→ **How to complete this task**
The entire listing below is to be transcribed without a single slip.

→ **Data for this exercise**
- - - - - - -
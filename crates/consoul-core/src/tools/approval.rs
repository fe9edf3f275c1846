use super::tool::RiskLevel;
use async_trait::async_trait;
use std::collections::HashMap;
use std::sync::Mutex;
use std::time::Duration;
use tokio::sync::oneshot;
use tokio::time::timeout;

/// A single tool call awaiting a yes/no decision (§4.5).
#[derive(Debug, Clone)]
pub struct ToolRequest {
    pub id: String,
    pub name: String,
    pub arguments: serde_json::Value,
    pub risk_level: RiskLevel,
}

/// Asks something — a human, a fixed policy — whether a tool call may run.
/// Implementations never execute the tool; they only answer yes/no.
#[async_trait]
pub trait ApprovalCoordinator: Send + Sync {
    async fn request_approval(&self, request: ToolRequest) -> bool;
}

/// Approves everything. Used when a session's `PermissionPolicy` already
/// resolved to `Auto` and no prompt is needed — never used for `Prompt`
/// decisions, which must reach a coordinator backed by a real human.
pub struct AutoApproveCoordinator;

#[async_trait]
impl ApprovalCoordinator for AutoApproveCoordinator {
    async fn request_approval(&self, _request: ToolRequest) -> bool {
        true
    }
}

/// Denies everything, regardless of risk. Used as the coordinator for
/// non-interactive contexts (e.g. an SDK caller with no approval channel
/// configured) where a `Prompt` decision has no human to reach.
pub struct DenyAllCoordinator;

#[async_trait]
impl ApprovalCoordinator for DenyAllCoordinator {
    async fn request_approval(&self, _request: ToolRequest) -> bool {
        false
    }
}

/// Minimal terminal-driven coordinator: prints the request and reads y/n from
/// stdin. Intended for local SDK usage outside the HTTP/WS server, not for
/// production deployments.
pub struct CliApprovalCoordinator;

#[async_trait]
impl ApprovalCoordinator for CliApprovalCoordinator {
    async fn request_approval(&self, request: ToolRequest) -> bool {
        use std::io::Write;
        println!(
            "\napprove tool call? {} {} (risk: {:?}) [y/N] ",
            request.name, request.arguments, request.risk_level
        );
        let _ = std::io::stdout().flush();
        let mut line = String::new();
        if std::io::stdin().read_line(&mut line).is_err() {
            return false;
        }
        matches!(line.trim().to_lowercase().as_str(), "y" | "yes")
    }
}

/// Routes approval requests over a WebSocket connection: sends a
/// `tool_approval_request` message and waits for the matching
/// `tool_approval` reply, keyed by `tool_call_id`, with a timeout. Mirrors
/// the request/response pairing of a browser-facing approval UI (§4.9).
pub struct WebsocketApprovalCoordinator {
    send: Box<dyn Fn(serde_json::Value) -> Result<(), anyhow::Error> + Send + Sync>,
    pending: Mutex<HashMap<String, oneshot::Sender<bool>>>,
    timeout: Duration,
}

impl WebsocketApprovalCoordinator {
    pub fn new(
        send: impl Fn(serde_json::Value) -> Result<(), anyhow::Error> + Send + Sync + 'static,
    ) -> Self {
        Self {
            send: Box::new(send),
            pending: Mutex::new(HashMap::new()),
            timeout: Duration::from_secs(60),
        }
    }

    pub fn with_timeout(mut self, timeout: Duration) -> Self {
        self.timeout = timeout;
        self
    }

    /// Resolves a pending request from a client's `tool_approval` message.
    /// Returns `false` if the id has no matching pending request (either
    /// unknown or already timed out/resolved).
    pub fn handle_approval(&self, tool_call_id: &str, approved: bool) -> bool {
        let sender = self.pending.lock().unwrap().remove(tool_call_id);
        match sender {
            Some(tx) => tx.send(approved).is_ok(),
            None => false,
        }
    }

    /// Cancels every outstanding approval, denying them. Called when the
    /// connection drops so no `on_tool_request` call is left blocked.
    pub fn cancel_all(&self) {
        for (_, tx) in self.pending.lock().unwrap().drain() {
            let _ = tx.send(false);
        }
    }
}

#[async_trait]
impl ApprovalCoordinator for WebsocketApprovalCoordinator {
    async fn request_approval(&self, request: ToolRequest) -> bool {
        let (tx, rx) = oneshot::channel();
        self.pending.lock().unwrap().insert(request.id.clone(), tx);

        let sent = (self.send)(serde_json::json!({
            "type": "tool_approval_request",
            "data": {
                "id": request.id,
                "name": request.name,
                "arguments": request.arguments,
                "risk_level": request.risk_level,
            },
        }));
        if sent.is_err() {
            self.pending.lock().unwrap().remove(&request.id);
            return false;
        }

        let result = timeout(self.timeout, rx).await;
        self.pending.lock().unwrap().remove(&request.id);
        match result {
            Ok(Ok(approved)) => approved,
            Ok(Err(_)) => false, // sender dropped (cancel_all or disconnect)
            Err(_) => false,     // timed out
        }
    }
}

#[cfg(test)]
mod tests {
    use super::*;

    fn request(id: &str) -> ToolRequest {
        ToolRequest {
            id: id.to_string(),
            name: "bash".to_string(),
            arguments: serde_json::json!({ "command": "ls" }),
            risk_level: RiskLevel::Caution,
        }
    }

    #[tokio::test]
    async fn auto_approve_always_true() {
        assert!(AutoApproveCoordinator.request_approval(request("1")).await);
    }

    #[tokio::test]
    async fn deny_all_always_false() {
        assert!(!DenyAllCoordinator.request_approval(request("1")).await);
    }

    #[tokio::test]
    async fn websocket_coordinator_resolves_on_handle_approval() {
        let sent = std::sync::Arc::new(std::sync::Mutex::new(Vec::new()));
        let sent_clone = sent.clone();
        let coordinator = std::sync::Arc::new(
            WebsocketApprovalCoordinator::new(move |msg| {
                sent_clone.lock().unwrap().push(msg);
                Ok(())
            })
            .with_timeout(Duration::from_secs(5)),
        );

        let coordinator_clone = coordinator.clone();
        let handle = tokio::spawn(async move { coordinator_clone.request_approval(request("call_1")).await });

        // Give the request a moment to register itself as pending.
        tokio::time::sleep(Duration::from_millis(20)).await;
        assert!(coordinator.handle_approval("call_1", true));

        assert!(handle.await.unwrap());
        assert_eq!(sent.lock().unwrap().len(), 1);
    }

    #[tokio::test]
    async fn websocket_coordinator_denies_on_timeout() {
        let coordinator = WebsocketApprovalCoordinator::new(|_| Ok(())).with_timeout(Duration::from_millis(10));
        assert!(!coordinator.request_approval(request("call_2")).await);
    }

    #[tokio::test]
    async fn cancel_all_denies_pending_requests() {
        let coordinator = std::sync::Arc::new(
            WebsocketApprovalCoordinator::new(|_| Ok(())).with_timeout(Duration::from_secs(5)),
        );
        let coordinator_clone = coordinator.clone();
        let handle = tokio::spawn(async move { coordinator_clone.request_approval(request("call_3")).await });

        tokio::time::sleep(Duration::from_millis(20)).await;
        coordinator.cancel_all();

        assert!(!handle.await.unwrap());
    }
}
- - - - - - -
→ **Answer section**
filename crates/consoul-core/src/tools/approval.rs
repository fe9edf3f275c1846
use super::tool::RiskLevel;
use async_trait::async_trait;
use std::collections::HashMap;
use std::sync::Mutex;
use std::time::Duration;
use tokio::sync::oneshot;
use tokio::time::timeout;

/// A single tool call awaiting a yes/no decision (§4.5).
#[derive(Debug, Clone)]
pub struct ToolRequest {
    pub id: String,
    pub name: String,
    pub arguments: serde_json::Value,
    pub risk_level: RiskLevel,
}

/// Asks something — a human, a fixed policy — whether a tool call may run.
/// Implementations never execute the tool; they only answer yes/no.
#[async_trait]
pub trait ApprovalCoordinator: Send + Sync {
    async fn request_approval(&self, request: ToolRequest) -> bool;
}

/// Approves everything. Used when a session's `PermissionPolicy` already
/// resolved to `Auto` and no prompt is needed — never used for `Prompt`
/// decisions, which must reach a coordinator backed by a real human.
pub struct AutoApproveCoordinator;

#[async_trait]
impl ApprovalCoordinator for AutoApproveCoordinator {
    async fn request_approval(&self, _request: ToolRequest) -> bool {
        true
    }
}

/// Denies everything, regardless of risk. Used as the coordinator for
/// non-interactive contexts (e.g. an SDK caller with no approval channel
/// configured) where a `Prompt` decision has no human to reach.
pub struct DenyAllCoordinator;

#[async_trait]
impl ApprovalCoordinator for DenyAllCoordinator {
    async fn request_approval(&self, _request: ToolRequest) -> bool {
        false
    }
}

/// Minimal terminal-driven coordinator: prints the request and reads y/n from
/// stdin. Intended for local SDK usage outside the HTTP/WS server, not for
/// production deployments.
pub struct CliApprovalCoordinator;

#[async_trait]
impl ApprovalCoordinator for CliApprovalCoordinator {
    async fn request_approval(&self, request: ToolRequest) -> bool {
        use std::io::Write;
        println!(
            "\napprove tool call? {} {} (risk: {:?}) [y/N] ",
            request.name, request.arguments, request.risk_level
        );
        let _ = std::io::stdout().flush();
        let mut line = String::new();
        if std::io::stdin().read_line(&mut line).is_err() {
            return false;
        }
        matches!(line.trim().to_lowercase().as_str(), "y" | "yes")
    }
}

/// Routes approval requests over a WebSocket connection: sends a
/// `tool_approval_request` message and waits for the matching
/// `tool_approval` reply, keyed by `tool_call_id`, with a timeout. Mirrors
/// the request/response pairing of a browser-facing approval UI (§4.9).
pub struct WebsocketApprovalCoordinator {
    send: Box<dyn Fn(serde_json::Value) -> Result<(), anyhow::Error> + Send + Sync>,
    pending: Mutex<HashMap<String, oneshot::Sender<bool>>>,
    timeout: Duration,
}

impl WebsocketApprovalCoordinator {
    pub fn new(
        send: impl Fn(serde_json::Value) -> Result<(), anyhow::Error> + Send + Sync + 'static,
    ) -> Self {
        Self {
            send: Box::new(send),
            pending: Mutex::new(HashMap::new()),
            timeout: Duration::from_secs(60),
        }
    }

    pub fn with_timeout(mut self, timeout: Duration) -> Self {
        self.timeout = timeout;
        self
    }

    /// Resolves a pending request from a client's `tool_approval` message.
    /// Returns `false` if the id has no matching pending request (either
    /// unknown or already timed out/resolved).
    pub fn handle_approval(&self, tool_call_id: &str, approved: bool) -> bool {
        let sender = self.pending.lock().unwrap().remove(tool_call_id);
        match sender {
            Some(tx) => tx.send(approved).is_ok(),
            None => false,
        }
    }

    /// Cancels every outstanding approval, denying them. Called when the
    /// connection drops so no `on_tool_request` call is left blocked.
    pub fn cancel_all(&self) {
        for (_, tx) in self.pending.lock().unwrap().drain() {
            let _ = tx.send(false);
        }
    }
}

#[async_trait]
impl ApprovalCoordinator for WebsocketApprovalCoordinator {
    async fn request_approval(&self, request: ToolRequest) -> bool {
        let (tx, rx) = oneshot::channel();
        self.pending.lock().unwrap().insert(request.id.clone(), tx);

        let sent = (self.send)(serde_json::json!({
            "type": "tool_approval_request",
            "data": {
                "id": request.id,
                "name": request.name,
                "arguments": request.arguments,
                "risk_level": request.risk_level,
            },
        }));
        if sent.is_err() {
            self.pending.lock().unwrap().remove(&request.id);
            return false;
        }

        let result = timeout(self.timeout, rx).await;
        self.pending.lock().unwrap().remove(&request.id);
        match result {
            Ok(Ok(approved)) => approved,
            Ok(Err(_)) => false, // sender dropped (cancel_all or disconnect)
            Err(_) => false,     // timed out
        }
    }
}

#[cfg(test)]
mod tests {
    use super::*;

    fn request(id: &str) -> ToolRequest {
        ToolRequest {
            id: id.to_string(),
            name: "bash".to_string(),
            arguments: serde_json::json!({ "command": "ls" }),
            risk_level: RiskLevel::Caution,
        }
    }

    #[tokio::test]
    async fn auto_approve_always_true() {
        assert!(AutoApproveCoordinator.request_approval(request("1")).await);
    }

    #[tokio::test]
    async fn deny_all_always_false() {
        assert!(!DenyAllCoordinator.request_approval(request("1")).await);
    }

    #[tokio::test]
    async fn websocket_coordinator_resolves_on_handle_approval() {
        let sent = std::sync::Arc::new(std::sync::Mutex::new(Vec::new()));
        let sent_clone = sent.clone();
        let coordinator = std::sync::Arc::new(
            WebsocketApprovalCoordinator::new(move |msg| {
                sent_clone.lock().unwrap().push(msg);
                Ok(())
            })
            .with_timeout(Duration::from_secs(5)),
        );

        let coordinator_clone = coordinator.clone();
        let handle = tokio::spawn(async move { coordinator_clone.request_approval(request("call_1")).await });

        // Give the request a moment to register itself as pending.
        tokio::time::sleep(Duration::from_millis(20)).await;
        assert!(coordinator.handle_approval("call_1", true));

        assert!(handle.await.unwrap());
        assert_eq!(sent.lock().unwrap().len(), 1);
    }

    #[tokio::test]
    async fn websocket_coordinator_denies_on_timeout() {
        let coordinator = WebsocketApprovalCoordinator::new(|_| Ok(())).with_timeout(Duration::from_millis(10));
        assert!(!coordinator.request_approval(request("call_2")).await);
    }

    #[tokio::test]
    async fn cancel_all_denies_pending_requests() {
        let coordinator = std::sync::Arc::new(
            WebsocketApprovalCoordinator::new(|_| Ok(())).with_timeout(Duration::from_secs(5)),
        );
        let coordinator_clone = coordinator.clone();
        let handle = tokio::spawn(async move { coordinator_clone.request_approval(request("call_3")).await });

        tokio::time::sleep(Duration::from_millis(20)).await;
        coordinator.cancel_all();

        assert!(!handle.await.unwrap());
    }
}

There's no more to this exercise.